== INPUT RECORDS ==
/// Row count for `query_type` (1 prefiltered, 2 live-filtered).
///
/// # Safety
/// `out_count` must be valid for writes.
#[no_mangle]
pub unsafe extern "C" fn oxio_table_get_row_count(
    table: u64,
    query_type: u8,
    out_count: *mut u32,
) -> c_int {
    status((|| {
        check_out(out_count)?;
        let query = QueryType::try_from(query_type)?;
        let table = lookup(&registry().tables, table, "table")?;
        *out_count = table
            .lock()
            .unwrap_or_else(|e| e.into_inner())
            .get_row_count(query);
        Ok(())
    })())
}

/// Row `index` as JSON: `{"columns": [...], "row": {name: value, ...}}`.
///
/// # Safety
/// `out_json` must be valid for writes.
#[no_mangle]
pub unsafe extern "C" fn oxio_table_get_row(
    table: u64,
    index: u32,
    query_type: u8,
    out_json: *mut *mut c_char,
) -> c_int {
    status((|| {
        check_out(out_json)?;
        let query = QueryType::try_from(query_type)?;
        let table = lookup(&registry().tables, table, "table")?;
        let table = table.lock().unwrap_or_else(|e| e.into_inner());
        let (columns, row) = table.get_row(index, query)?;
        // Built by hand so the row keeps its column order.
        let reply = format!(
            r#"{{"columns":{},"row":{}}}"#,
            serde_json::to_string(columns)?,
            serde_json::to_string(&row)?
        );
        *out_json = to_c_string(reply)?;
        Ok(())
    })())
}

#[cfg(test)]
mod tests {
    use super::*;
    use oxio_core::store::{
        FolderRecord, MessageRecord, RemoteDirectory, SubfolderRecord, MAPISTORE_ERR_INVALID_PARAMETER,
        MAPISTORE_ERR_NOT_FOUND, MAPISTORE_ERR_NOT_IMPLEMENTED,
    };

    /// "root" with children "root/a" and "root/b"; both leaves.
    struct TwoChildren;

    impl RemoteDirectory for TwoChildren {
        fn fetch_folder(&self, locator: &str) -> Result<FolderRecord, OxioError> {
            Ok(FolderRecord {
                parent_locator: String::new(),
                display_name: locator.to_string(),
                has_subfolders: locator == "root",
                total_messages: 0,
            })
        }

        fn list_subfolders(&self, locator: &str, _: &[u32]) -> Result<Vec<SubfolderRecord>, OxioError> {
            Ok(["a", "b"]
                .iter()
                .map(|n| SubfolderRecord {
                    locator: format!("{}/{}", locator, n),
                    parent_locator: locator.to_string(),
                    display_name: n.to_uppercase(),
                    has_subfolders: false,
                })
                .collect())
        }

        fn list_messages(&self, _: &str, _: &[u32]) -> Result<Vec<MessageRecord>, OxioError> {
            Ok(Vec::new())
        }
    }

    fn take_string(ptr: *mut c_char) -> String {
        let s = unsafe { CStr::from_ptr(ptr) }.to_str().unwrap().to_string();
        unsafe { oxio_free_string(ptr) };
        s
    }

    fn root_folder() -> u64 {
        registry().install_backend(Backend::new(Arc::new(TwoChildren)));
        let uri = CString::new("root").unwrap();
        let mut context = 0u64;
        let mut folder = 0u64;
        unsafe {
            assert_eq!(oxio_backend_create_context(uri.as_ptr(), &mut context), 0);
            assert_eq!(oxio_context_get_root_folder(context, 0x40, &mut folder), 0);
            let mut path = ptr::null_mut();
            assert_eq!(oxio_context_get_path(context, 0x42, &mut path), 0);
            assert_eq!(take_string(path), "root/b");
        }
        folder
    }

    #[test]
    fn list_contexts_as_json() {
        registry().install_backend(Backend::new(Arc::new(TwoChildren)));
        let user = CString::new("alice").unwrap();
        let mut out = ptr::null_mut();
        assert_eq!(unsafe { oxio_backend_list_contexts(user.as_ptr(), &mut out) }, 0);
        assert_eq!(
            take_string(out),
            r#"[{"name":"inbox","uri_pattern":"default0/INBOX"},{"name":"calendar","uri_pattern":"CALENDAR"}]"#
        );
    }

    #[test]
    fn table_rows_as_json() {
        let folder = root_folder();
        let mut table = 0u64;
        let mut count = 0u32;
        unsafe {
            assert_eq!(oxio_folder_open_table(folder, 1, &mut table, &mut count), 0);
            assert_eq!(count, 2);
            let names = [
                CString::new("PidTagDisplayName").unwrap(),
                CString::new("PidTagFolderId").unwrap(),
            ];
            let ptrs: Vec<*const c_char> = names.iter().map(|n| n.as_ptr()).collect();
            assert_eq!(oxio_table_set_columns(table, ptrs.as_ptr(), ptrs.len()), 0);
            let mut out = ptr::null_mut();
            assert_eq!(oxio_table_get_row(table, 1, 1, &mut out), 0);
            assert_eq!(
                take_string(out),
                r#"{"columns":["PidTagDisplayName","PidTagFolderId"],"row":{"PidTagDisplayName":"B","PidTagFolderId":66}}"#
            );
            let mut rows = 0u32;
            assert_eq!(oxio_table_get_row_count(table, 2, &mut rows), 0);
            assert_eq!(rows, 2);
        }
        oxio_table_release(table);
        oxio_folder_release(folder);
    }

    #[test]
    fn error_statuses_and_last_error() {
        let folder = root_folder();
        let mut child = 0u64;
        unsafe {
            assert_eq!(
                oxio_folder_open_folder(folder, 0x99, &mut child),
                MAPISTORE_ERR_NOT_FOUND
            );
            let msg = CStr::from_ptr(oxio_last_error()).to_str().unwrap();
            assert_eq!(msg, "child with id=0x99 not indexed");

            let props = CString::new(r#"{"PidTagDisplayName":"New"}"#).unwrap();
            assert_eq!(
                oxio_folder_create_folder(folder, props.as_ptr(), 0x50, &mut child),
                MAPISTORE_ERR_NOT_IMPLEMENTED
            );
            assert_eq!(child, 0);

            let mut count = 0u32;
            assert_eq!(
                oxio_folder_get_child_count(folder, 9, &mut count),
                MAPISTORE_ERR_INVALID_PARAMETER
            );
            assert_eq!(oxio_folder_get_child_count(folder, 4, &mut count), 0);
            assert_eq!(count, 0);
            assert!(oxio_last_error().is_null());
        }
        assert_eq!(oxio_folder_delete(folder), MAPISTORE_ERR_NOT_IMPLEMENTED);
    }

    #[test]
    fn open_child_by_allocated_id() {
        let folder = root_folder();
        let mut child = 0u64;
        let mut count = 7u32;
        unsafe {
            assert_eq!(oxio_folder_open_folder(folder, 0x41, &mut child), 0);
            assert_eq!(oxio_folder_get_child_count(child, 1, &mut count), 0);
        }
        assert_eq!(count, 0);
        assert_ne!(child, folder);
    }

    #[test]
    fn concurrent_first_init_connects_once() {
        use std::sync::atomic::AtomicUsize;
        use std::sync::Barrier;
        use std::thread;
        use std::time::Duration;

        let reg = Arc::new(Registry::new());
        let connects = Arc::new(AtomicUsize::new(0));
        let barrier = Arc::new(Barrier::new(4));
        let workers: Vec<_> = (0..4)
            .map(|_| {
                let (reg, connects, barrier) = (reg.clone(), connects.clone(), barrier.clone());
                thread::spawn(move || {
                    barrier.wait();
                    reg.install_backend_once(|| {
                        connects.fetch_add(1, Ordering::SeqCst);
                        thread::sleep(Duration::from_millis(20));
                        Ok(Backend::new(Arc::new(TwoChildren)))
                    })
                    .unwrap()
                })
            })
            .collect();
        let installed = workers
            .into_iter()
            .map(|w| w.join().unwrap())
            .filter(|&b| b)
            .count();
        assert_eq!(installed, 1);
        assert_eq!(connects.load(Ordering::SeqCst), 1);
        assert!(reg.backend().is_ok());
    }

    #[test]
    fn failed_init_leaves_no_backend() {
        let reg = Registry::new();
        let err = reg
            .install_backend_once(|| Err(OxioError::remote("login refused")))
            .unwrap_err();
        assert!(matches!(err, OxioError::RemoteUnavailable(_)));
        assert!(reg.backend().is_err());
        assert!(reg
            .install_backend_once(|| Ok(Backend::new(Arc::new(TwoChildren))))
            .unwrap());
    }

    #[test]
    fn properties_json_to_row() {
        let row = row_from_json(r#"{"a":"x","b":true,"c":7,"d":null}"#).unwrap();
        assert_eq!(row.len(), 3);
        assert_eq!(row.get("c"), Some(&PropertyValue::Id(7)));
        assert!(row_from_json("[1]").is_err());
    }
}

== ACTIVITY ==
Please find each line in the records above that holds the word "Result", and copy it.

== EXERCISE OUTPUT ==
        fn fetch_folder(&self, locator: &str) -> Result<FolderRecord, OxioError> {
        fn list_subfolders(&self, locator: &str, _: &[u32]) -> Result<Vec<SubfolderRecord>, OxioError> {
        fn list_messages(&self, _: &str, _: &[u32]) -> Result<Vec<MessageRecord>, OxioError> {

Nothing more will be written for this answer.